A democratically elected government was important, according to the editorial, to ensure that UNTAET would not simply pass on its mandate to a bureaucratic machine of its own creation.
The editorial criticised the formation of the East Timor Transitional Administration with its accompanying Cabinet, National Council and departments as simply a way to “close the eyes of the people” to the reality of the powerlessness of these bodies. Similar criticisms of these bodies have also been levelled in the December issue of Talitakum, the magazine of the youth organisation Renetil.
The PST has proposed that a “People's Committee” be set up, composed of members of the National Council, other parties not yet represented in the NC and representatives of other layers of society. This committee would be initiated by UNTAET and formed with the agreement of the National Council. It would draft the provisional constitution which, the PST argued, should only contain general concepts such as territorial boundaries, the name of the country, right of citizenship and so on.

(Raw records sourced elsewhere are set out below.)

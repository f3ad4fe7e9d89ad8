//! Application Startup
//!
//! Application building and server initialization.

use std::sync::Arc;

use anyhow::Result;
use axum::Router;
use tokio::net::TcpListener;
use tower_http::compression::CompressionLayer;

use crate::application::services::{
    AuthServiceImpl, OrderService, RecordService, ReportService, UploadService, UserService,
};
use crate::config::Settings;
use crate::domain::{DocumentStore, Mailer};
use crate::infrastructure::{email, store};
use crate::presentation::http::{handlers, routes};
use crate::presentation::middleware::{cors, logging};

/// Application state shared across handlers
#[derive(Clone)]
pub struct AppState {
    pub store: Arc<dyn DocumentStore>,
    pub mailer: Arc<dyn Mailer>,
    pub settings: Arc<Settings>,
}

impl AppState {
    pub fn new(store: Arc<dyn DocumentStore>, mailer: Arc<dyn Mailer>, settings: Settings) -> Self {
        Self {
            store,
            mailer,
            settings: Arc::new(settings),
        }
    }

    pub fn records(&self) -> RecordService {
        RecordService::new(self.store.clone())
    }

    pub fn users(&self) -> UserService {
        UserService::new(self.records(), self.settings.users.clone())
    }

    pub fn orders(&self) -> OrderService {
        OrderService::new(self.records(), self.mailer.clone(), self.settings.clone())
    }

    pub fn reports(&self) -> ReportService {
        ReportService::new(self.records())
    }

    pub fn uploads(&self) -> UploadService {
        UploadService::new(self.records(), &self.settings.uploads)
    }

    pub fn auth(&self) -> AuthServiceImpl {
        AuthServiceImpl::new(self.store.clone(), self.settings.jwt.clone())
    }
}

/// Router with every layer the server runs with
pub fn build_router(state: AppState) -> Router {
    let cors = cors::create_cors_layer(&state.settings.cors);
    routes::create_router(state)
        .layer(CompressionLayer::new())
        .layer(logging::create_trace_layer())
        .layer(cors)
}

/// Application instance
pub struct Application {
    listener: TcpListener,
    router: Router,
}

impl Application {
    /// Build the application from settings
    pub async fn build(settings: Settings) -> Result<Self> {
        handlers::health::init_server_start();

        let store = store::create_store(&settings.store)?;
        tracing::info!(kind = ?settings.store.kind, url = %settings.store.url, "Document store configured");

        let mailer = email::create_mailer(&settings.email)?;

        let addr = settings.server_addr();
        let router = build_router(AppState::new(store, mailer, settings));

        // Bind to address
        let listener = TcpListener::bind(&addr).await?;
        tracing::info!("Listening on {}", listener.local_addr()?);

        Ok(Self { listener, router })
    }

    /// Run the server until stopped
    pub async fn run_until_stopped(self) -> Result<()> {
        axum::serve(self.listener, self.router)
            .with_graceful_shutdown(shutdown_signal())
            .await?;
        Ok(())
    }

    /// Get the bound address
    pub fn local_addr(&self) -> std::io::Result<std::net::SocketAddr> {
        self.listener.local_addr()
    }
}

async fn shutdown_signal() {
    if let Err(e) = tokio::signal::ctrl_c().await {
        tracing::error!("Failed to listen for shutdown signal: {}", e);
        std::future::pending::<()>().await;
    }
    tracing::info!("Shutdown signal received");
}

The People's Committee and UNTAET would then appoint a provisional government and a provisional legislature (formed out of the People's Committee) which would draft political party legislation and organise the first general elections for a legislature and government that would take full political sovereignty over East Timor from UNTAET.
In his presentation to the public hearings, PST spokesperson Nelson Correia argued that this entire process should take a maximum of 18 months in total, with the provisional parliament and government in place by the end of 2002.